There are dozens of articles similar to this, so I treat it just as another quick memo for myself:

  1. You can create custom Linux-based system yourself with tools like:
  2. A ready out-of-the box solution is Core Linux / pi Core:
    • some info: here, here and here
    • very modular, add whatever you need
    • smallest version is claimed to have only 10 MB with GUI!
  3. Smallest Rasbian OS is 0.5+ GB in size so is out of option.

And if anything above is not for you then maybe a… non-Linux solution for your RPi?

Developing for Raspberry Pi with Ultibo

Building apps that will be run on Raspberry Pi will require you in most scenarios to:

  • Develop a regular Linux app
  • Optimised to use hardware and computing power of Raspberry Pi
  • Run it in Raspbian OS or any other Linux distribution of your choice

If you:

  • Can’t or don’t want to base your solution on Linux
  • Need to have nearly no limits and full fexibility
  • Want to learn something really cool

Then you need to get your hands dirty, forget about Linux and start thinking about Ultibo.

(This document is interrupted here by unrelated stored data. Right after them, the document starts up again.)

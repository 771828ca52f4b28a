//! Thread-Safe Storage Engine with Expiry Support
//!
//! The engine is a `HashMap<Bytes, Entry>` behind one mutex. Every operation
//! (a SET, a GET with its possible lazy deletion, a persistence snapshot)
//! holds the lock for exactly that operation, so no caller can observe a
//! value paired with a stale expiry.
//!
//! ## Expiry
//!
//! Expiry is lazy: an entry whose deadline has passed stays in the map until
//! the next lookup of that key removes it. A store created with
//! [`StorageEngine::with_active_expiry`] additionally keeps a min-heap of
//! deadlines so that [`StorageEngine::cleanup_expired`] can reclaim keys that
//! are never read again (see [`crate::storage::expiry`]).

use crate::storage::expiry::ExpiryIndex;
use bytes::Bytes;
use std::collections::HashMap;
use std::sync::atomic::{AtomicU64, Ordering};
use std::sync::{Mutex, MutexGuard, PoisonError};
use std::time::{Duration, Instant};

/// Represents a stored value with optional expiry time.
#[derive(Debug, Clone, PartialEq, Eq)]
pub struct Entry {
    /// The actual value stored
    pub value: Bytes,
    /// When this entry expires (None = never expires)
    pub expires_at: Option<Instant>,
}

impl Entry {
    /// Creates a new entry without expiry.
    pub fn new(value: Bytes) -> Self {
        Self {
            value,
            expires_at: None,
        }
    }

    /// Creates a new entry that expires `ttl` from now.
    ///
    /// A TTL too large to represent as an `Instant` yields an entry that never expires.
    pub fn with_ttl(value: Bytes, ttl: Duration) -> Self {
        Self {
            value,
            expires_at: Instant::now().checked_add(ttl),
        }
    }

    /// Checks if this entry has expired.
    #[inline]
    pub fn is_expired(&self) -> bool {
        self.is_expired_at(Instant::now())
    }

    #[inline]
    pub fn is_expired_at(&self, now: Instant) -> bool {
        self.expires_at.is_some_and(|exp| now >= exp)
    }

    /// Time left before expiry, or None if the entry never expires.
    pub fn remaining_at(&self, now: Instant) -> Option<Duration> {
        self.expires_at
            .map(|exp| exp.saturating_duration_since(now))
    }
}

/// Everything guarded by the engine's lock.
#[derive(Debug, Default)]
struct Keyspace {
    data: HashMap<Bytes, Entry>,
    /// Present only when active expiry is enabled
    index: Option<ExpiryIndex>,
}

impl Keyspace {
    /// Returns `true` if the key was not present before.
    fn insert(&mut self, key: Bytes, entry: Entry) -> bool {
        if let (Some(index), Some(deadline)) = (self.index.as_mut(), entry.expires_at) {
            index.push(deadline, key.clone());
        }
        let created = self.data.insert(key, entry).is_none();

        // Overwrites and lazy removals leave stale deadlines behind
        if let Some(index) = self.index.as_mut().filter(|index| index.needs_compaction()) {
            index.rebuild(self.data.iter().filter_map(|(key, entry)| {
                entry.expires_at.map(|deadline| (deadline, key.clone()))
            }));
        }
        created
    }
}

/// Point-in-time counters.
#[derive(Debug, Clone, Copy, Default, PartialEq, Eq)]
pub struct StorageStats {
    pub keys: u64,
    pub get_ops: u64,
    pub set_ops: u64,
    /// Entries removed because their TTL elapsed (lazy and swept)
    pub expired: u64,
}

/// The shared key-value store.
///
/// Wrap it in an `Arc` and hand a clone to every connection and to the
/// persistence task.
///
/// # Example
///
/// ```
/// use ttlkv::storage::StorageEngine;
/// use bytes::Bytes;
/// use std::time::Duration;
///
/// let engine = StorageEngine::new();
///
/// engine.set(Bytes::from("name"), Bytes::from("Ariz"));
/// assert_eq!(engine.get(b"name"), Some(Bytes::from("Ariz")));
///
/// engine.set_with_ttl(Bytes::from("session"), Bytes::from("abc123"), Duration::from_secs(60));
/// assert_eq!(engine.len(), 2);
/// ```
pub struct StorageEngine {
    keyspace: Mutex<Keyspace>,

    get_count: AtomicU64,
    set_count: AtomicU64,
    expired_count: AtomicU64,
}

impl std::fmt::Debug for StorageEngine {
    fn fmt(&self, f: &mut std::fmt::Formatter<'_>) -> std::fmt::Result {
        f.debug_struct("StorageEngine")
            .field("keys", &self.len())
            .field("get_count", &self.get_count.load(Ordering::Relaxed))
            .field("set_count", &self.set_count.load(Ordering::Relaxed))
            .finish()
    }
}

impl Default for StorageEngine {
    fn default() -> Self {
        Self::new()
    }
}

impl StorageEngine {
    /// Creates an empty store with lazy expiry only.
    pub fn new() -> Self {
        Self::from_keyspace(Keyspace::default())
    }

    /// Creates an empty store that also indexes deadlines for [`cleanup_expired`](Self::cleanup_expired).
    pub fn with_active_expiry() -> Self {
        Self::from_keyspace(Keyspace {
            data: HashMap::new(),
            index: Some(ExpiryIndex::new()),
        })
    }

    fn from_keyspace(keyspace: Keyspace) -> Self {
        Self {
            keyspace: Mutex::new(keyspace),
            get_count: AtomicU64::new(0),
            set_count: AtomicU64::new(0),
            expired_count: AtomicU64::new(0),
        }
    }

    /// A panic while holding the lock cannot leave an entry half-written,
    /// so a poisoned lock is still safe to use.
    fn lock(&self) -> MutexGuard<'_, Keyspace> {
        self.keyspace.lock().unwrap_or_else(PoisonError::into_inner)
    }

    /// Sets a key-value pair without expiry, clearing any previous TTL.
    ///
    /// Returns `true` if a new key was created, `false` if an existing key was updated.
    pub fn set(&self, key: Bytes, value: Bytes) -> bool {
        self.set_count.fetch_add(1, Ordering::Relaxed);
        self.lock().insert(key, Entry::new(value))
    }

    /// Sets a key-value pair that expires `ttl` from now.
    ///
    /// Returns `true` if a new key was created, `false` if an existing key was updated.
    pub fn set_with_ttl(&self, key: Bytes, value: Bytes, ttl: Duration) -> bool {
        self.set_count.fetch_add(1, Ordering::Relaxed);
        let entry = Entry::with_ttl(value, ttl);
        self.lock().insert(key, entry)
    }

    /// Gets the value for a key.
    ///
    /// Returns `None` if the key doesn't exist or has expired. An expired
    /// entry is removed as a side effect of the lookup.
    pub fn get(&self, key: &[u8]) -> Option<Bytes> {
        self.get_count.fetch_add(1, Ordering::Relaxed);

        let mut keyspace = self.lock();
        match keyspace.data.get(key) {
            None => return None,
            Some(entry) if !entry.is_expired() => return Some(entry.value.clone()),
            Some(_) => {}
        }

        keyspace.data.remove(key);
        self.expired_count.fetch_add(1, Ordering::Relaxed);
        None
    }

    /// Whether the key is physically stored, expired or not. Never triggers expiry.
    pub fn contains_key(&self, key: &[u8]) -> bool {
        self.lock().data.contains_key(key)
    }

    /// Number of stored entries, including expired ones not yet removed.
    pub fn len(&self) -> u64 {
        self.lock().data.len() as u64
    }

    /// Returns true if the database is empty.
    pub fn is_empty(&self) -> bool {
        self.len() == 0
    }

    /// Copies every live entry under a single lock acquisition.
    ///
    /// Expired entries are left out but not removed.
    pub fn snapshot(&self) -> Vec<(Bytes, Entry)> {
        let now = Instant::now();
        let keyspace = self.lock();
        keyspace
            .data
            .iter()
            .filter(|(_, entry)| !entry.is_expired_at(now))
            .map(|(key, entry)| (key.clone(), entry.clone()))
            .collect()
    }

    /// Inserts previously persisted entries under a single lock acquisition.
    ///
    /// Returns the number of entries inserted.
    pub fn restore<I>(&self, entries: I) -> usize
    where
        I: IntoIterator<Item = (Bytes, Entry)>,
    {
        let mut keyspace = self.lock();
        let mut restored = 0;
        for (key, entry) in entries {
            keyspace.insert(key, entry);
            restored += 1;
        }
        restored
    }

    /// Removes every entry whose deadline has passed.
    ///
    /// With active expiry enabled only due deadlines are visited; otherwise
    /// the whole map is scanned.
    ///
    /// Returns the number of keys removed.
    pub fn cleanup_expired(&self) -> u64 {
        let now = Instant::now();
        let mut keyspace = self.lock();
        let Keyspace { data, index } = &mut *keyspace;

        let removed = match index {
            Some(index) => index.drain_due(now, |key, deadline| {
                // The key may have been overwritten or lazily removed since
                // this deadline was recorded
                let current = data.get(key).and_then(|entry| entry.expires_at);
                if current == Some(deadline) {
                    data.remove(key);
                    true
                } else {
                    false
                }
            }),
            None => {
                let before = data.len();
                data.retain(|_, entry| !entry.is_expired_at(now));
                (before - data.len()) as u64
            }
        };

        if removed > 0 {
            self.expired_count.fetch_add(removed, Ordering::Relaxed);
        }
        removed
    }

    /// Returns database statistics.
    pub fn stats(&self) -> StorageStats {
        StorageStats {
            keys: self.len(),
            get_ops: self.get_count.load(Ordering::Relaxed),
            set_ops: self.set_count.load(Ordering::Relaxed),
            expired: self.expired_count.load(Ordering::Relaxed),
        }
    }
}
//! ttlkv server entry point.
//!
//! Parses flags, loads the persisted store, then serves clients until Ctrl+C,
//! at which point the store is dumped one last time.

use anyhow::Context;
use std::sync::atomic::Ordering;
use std::sync::Arc;
use tokio::net::TcpListener;
use tokio::signal;
use tracing::{error, info, warn};
use tracing_subscriber::EnvFilter;
use ttlkv::commands::CommandHandler;
use ttlkv::config::{help_text, Config, Invocation};
use ttlkv::connection::{handle_connection, ConnectionStats};
use ttlkv::persistence::{self, PersistenceSync};
use ttlkv::storage::{ExpiryConfig, ExpirySweeper, StorageEngine};

fn init_tracing() {
    let filter = EnvFilter::try_from_default_env().unwrap_or_else(|_| EnvFilter::new("info"));

    tracing_subscriber::fmt()
        .with_env_filter(filter)
        .with_target(false)
        .with_thread_ids(false)
        .with_file(false)
        .with_line_number(false)
        .init();
}

fn print_banner(config: &Config) {
    println!(
        r#"
ttlkv v{} - In-Memory Key-Value Server
──────────────────────────────────────────
Server started on {}
Persisting to {} and {} every {} ms
Ready to accept connections.

Use Ctrl+C to shutdown gracefully.
"#,
        ttlkv::VERSION,
        config.bind_address(),
        config.persistence.data_path.display(),
        config.persistence.expiry_path.display(),
        config.persistence.interval.as_millis(),
    );
}

#[tokio::main]
async fn main() -> anyhow::Result<()> {
    let config = match Config::parse(std::env::args().skip(1)) {
        Ok(Invocation::Run(config)) => config,
        Ok(Invocation::Help) => {
            println!("{}", help_text());
            return Ok(());
        }
        Ok(Invocation::Version) => {
            println!("ttlkv version {}", ttlkv::VERSION);
            return Ok(());
        }
        Err(e) => {
            eprintln!("Error: {}", e);
            eprintln!("{}", help_text());
            std::process::exit(1);
        }
    };

    init_tracing();

    // Create the storage engine (shared across all connections)
    let storage = Arc::new(if config.active_expiry {
        StorageEngine::with_active_expiry()
    } else {
        StorageEngine::new()
    });

    // Restore the previous state before accepting anyone
    if let Err(e) = persistence::load(&storage, &config.persistence).await {
        warn!(error = %e, "Could not load persisted store, starting empty");
    }

    let listener = TcpListener::bind(config.bind_address())
        .await
        .with_context(|| format!("failed to bind {}", config.bind_address()))?;
    info!("Listening on {}", config.bind_address());

    print_banner(&config);

    let sync = PersistenceSync::start(Arc::clone(&storage), config.persistence.clone());
    let sweeper = config
        .active_expiry
        .then(|| ExpirySweeper::start(Arc::clone(&storage), ExpiryConfig::default()));

    let stats = Arc::new(ConnectionStats::new());

    let shutdown = async {
        match signal::ctrl_c().await {
            Ok(()) => info!("Shutdown signal received, stopping server..."),
            Err(e) => {
                error!(error = %e, "Failed to install Ctrl+C handler");
                std::future::pending::<()>().await;
            }
        }
    };

    // Main accept loop
    tokio::select! {
        _ = accept_loop(listener, Arc::clone(&storage), Arc::clone(&stats)) => {}
        _ = shutdown => {}
    }

    drop(sweeper);
    sync.shutdown().await;

    info!(
        connections = stats.connections_accepted.load(Ordering::Relaxed),
        commands = stats.commands_processed.load(Ordering::Relaxed),
        keys = storage.len(),
        "Server shutdown complete"
    );
    Ok(())
}

/// Main loop that accepts incoming connections
async fn accept_loop(
    listener: TcpListener,
    storage: Arc<StorageEngine>,
    stats: Arc<ConnectionStats>,
) {
    loop {
        match listener.accept().await {
            Ok((stream, addr)) => {
                // Create a command handler for this connection
                let handler = CommandHandler::new(Arc::clone(&storage));
                let stats = Arc::clone(&stats);

                // Spawn a task to handle this connection
                tokio::spawn(handle_connection(stream, addr, handler, stats));
            }
            Err(e) => {
                error!(error = %e, "Failed to accept connection");
            }
        }
    }
}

What the heck is this? Well… to cite its creators (emphasis and shortening mine):

Ultibo is a complete embedded development environment written specifically for creating applications with small single board computers. It uses many concepts from general operating system design and even borrows information from Linux, but Ultibo is not based on anything else.

Yes, it is what it sounds! No Linux, no console (unless you develop one!), no distro installation. Free Pascal (other languages also partially supported), Lazarus IDE (on any platform), and Raspberry Pi as a target (other platforms also partially covered).

And they’ve told us that Delphi and Pascal programming is long gone and forgotten… Ha! :)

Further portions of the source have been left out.